#### Task description
Repeat the whole listing below exactly as it reads.

[Data for the task Boundary: Start]

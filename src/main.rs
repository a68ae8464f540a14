//! Tolk CLI entry point.

use anyhow::Result;
use clap::Parser;
use tolk::cli::{commands, Cli, Commands};
use tolk::config::Settings;
use tracing_subscriber::{layer::SubscriberExt, util::SubscriberInitExt, EnvFilter};

#[tokio::main]
async fn main() -> Result<()> {
    let cli = Cli::parse();

    // Initialize logging
    let log_level = match cli.verbose {
        0 => "warn",
        1 => "info",
        2 => "debug",
        _ => "trace",
    };

    tracing_subscriber::registry()
        .with(EnvFilter::new(
            std::env::var("RUST_LOG").unwrap_or_else(|_| format!("tolk={}", log_level)),
        ))
        .with(tracing_subscriber::fmt::layer().with_target(false))
        .init();

    // Load configuration
    let settings = match &cli.config {
        Some(path) => Settings::load_from(Some(&std::path::PathBuf::from(path)))?,
        None => Settings::load()?,
    };

    // Execute command
    match &cli.command {
        Commands::Init => {
            commands::run_init(&settings)?;
        }

        Commands::Doctor => {
            commands::run_doctor(&settings)?;
        }

        Commands::Transcribe {
            file,
            diarize,
            summary,
            format,
            output_dir,
            language,
        } => {
            commands::run_transcribe(
                file,
                *diarize,
                *summary,
                format,
                output_dir.clone(),
                language.clone(),
                settings,
            )
            .await?;
        }

        Commands::Config { action } => {
            commands::run_config(action, settings)?;
        }
    }

    Ok(())
}
//! Transcription module for Tolk.
//!
//! Two interchangeable engines sit behind the [`Transcriber`] trait:
//!
//! - **Whisper** (default): OpenAI Whisper API, no speaker labels.
//! - **Google**: Google Cloud Speech-to-Text with speaker diarization;
//!   word-level speaker tags are grouped into speaker turns.

mod diarization;
mod google;
mod models;
mod whisper;

pub use diarization::{build_segments, SpeakerSegment};
pub use google::GoogleTranscriber;
pub use models::{Transcript, TranscriptSegment, WordAnnotation};
pub use whisper::WhisperTranscriber;

use crate::config::{Settings, TranscriptionEngine};
use crate::error::Result;
use async_trait::async_trait;
use std::path::Path;

/// Trait for transcription services.
#[async_trait]
pub trait Transcriber: Send + Sync {
    /// Transcribe an audio file and return segments with timestamps.
    async fn transcribe(&self, audio_path: &Path) -> Result<Transcript>;

    /// Transcribe an audio file with a specific language hint.
    async fn transcribe_with_language(
        &self,
        audio_path: &Path,
        language: &str,
    ) -> Result<Transcript>;
}

/// Build the transcriber for the selected engine.
pub fn create_transcriber(
    engine: TranscriptionEngine,
    settings: &Settings,
) -> Result<Box<dyn Transcriber>> {
    match engine {
        TranscriptionEngine::Whisper => Ok(Box::new(WhisperTranscriber::with_config(
            &settings.transcription.model,
            settings.transcription.chunk_duration_seconds,
            settings.transcription.max_concurrent_chunks,
        ))),
        TranscriptionEngine::Google => Ok(Box::new(GoogleTranscriber::new(
            &settings.diarization,
            &settings.audio,
            &settings.transcription.language,
        )?)),
    }
}

/// Derive a media id from the audio file name.
pub(crate) fn media_id_for(audio_path: &Path) -> String {
    audio_path
        .file_stem()
        .and_then(|s| s.to_str())
        .unwrap_or("unknown")
        .to_string()
}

[Data for the task Boundary: End]

#### Problem solution
filename src/main.rs
repository a68ae8464f540a14
//! Tolk CLI entry point.

use anyhow::Result;
use clap::Parser;
use tolk::cli::{commands, Cli, Commands};
use tolk::config::Settings;
use tracing_subscriber::{layer::SubscriberExt, util::SubscriberInitExt, EnvFilter};

#[tokio::main]
async fn main() -> Result<()> {
    let cli = Cli::parse();

    // Initialize logging
    let log_level = match cli.verbose {
        0 => "warn",
        1 => "info",
        2 => "debug",
        _ => "trace",
    };

    tracing_subscriber::registry()
        .with(EnvFilter::new(
            std::env::var("RUST_LOG").unwrap_or_else(|_| format!("tolk={}", log_level)),
        ))
        .with(tracing_subscriber::fmt::layer().with_target(false))
        .init();

    // Load configuration
    let settings = match &cli.config {
        Some(path) => Settings::load_from(Some(&std::path::PathBuf::from(path)))?,
        None => Settings::load()?,
    };

    // Execute command
    match &cli.command {
        Commands::Init => {
            commands::run_init(&settings)?;
        }

        Commands::Doctor => {
            commands::run_doctor(&settings)?;
        }

        Commands::Transcribe {
            file,
            diarize,
            summary,
            format,
            output_dir,
            language,
        } => {
            commands::run_transcribe(
                file,
                *diarize,
                *summary,
                format,
                output_dir.clone(),
                language.clone(),
                settings,
            )
            .await?;
        }

        Commands::Config { action } => {
            commands::run_config(action, settings)?;
        }
    }

    Ok(())
}
//! Transcription module for Tolk.
//!
//! Two interchangeable engines sit behind the [`Transcriber`] trait:
//!
//! - **Whisper** (default): OpenAI Whisper API, no speaker labels.
//! - **Google**: Google Cloud Speech-to-Text with speaker diarization;
//!   word-level speaker tags are grouped into speaker turns.

mod diarization;
mod google;
mod models;
mod whisper;

pub use diarization::{build_segments, SpeakerSegment};
pub use google::GoogleTranscriber;
pub use models::{Transcript, TranscriptSegment, WordAnnotation};
pub use whisper::WhisperTranscriber;

use crate::config::{Settings, TranscriptionEngine};
use crate::error::Result;
use async_trait::async_trait;
use std::path::Path;

/// Trait for transcription services.
#[async_trait]
pub trait Transcriber: Send + Sync {
    /// Transcribe an audio file and return segments with timestamps.
    async fn transcribe(&self, audio_path: &Path) -> Result<Transcript>;

    /// Transcribe an audio file with a specific language hint.
    async fn transcribe_with_language(
        &self,
        audio_path: &Path,
        language: &str,
    ) -> Result<Transcript>;
}

/// Build the transcriber for the selected engine.
pub fn create_transcriber(
    engine: TranscriptionEngine,
    settings: &Settings,
) -> Result<Box<dyn Transcriber>> {
    match engine {
        TranscriptionEngine::Whisper => Ok(Box::new(WhisperTranscriber::with_config(
            &settings.transcription.model,
            settings.transcription.chunk_duration_seconds,
            settings.transcription.max_concurrent_chunks,
        ))),
        TranscriptionEngine::Google => Ok(Box::new(GoogleTranscriber::new(
            &settings.diarization,
            &settings.audio,
            &settings.transcription.language,
        )?)),
    }
}

/// Derive a media id from the audio file name.
pub(crate) fn media_id_for(audio_path: &Path) -> String {
    audio_path
        .file_stem()
        .and_then(|s| s.to_str())
        .unwrap_or("unknown")
        .to_string()
}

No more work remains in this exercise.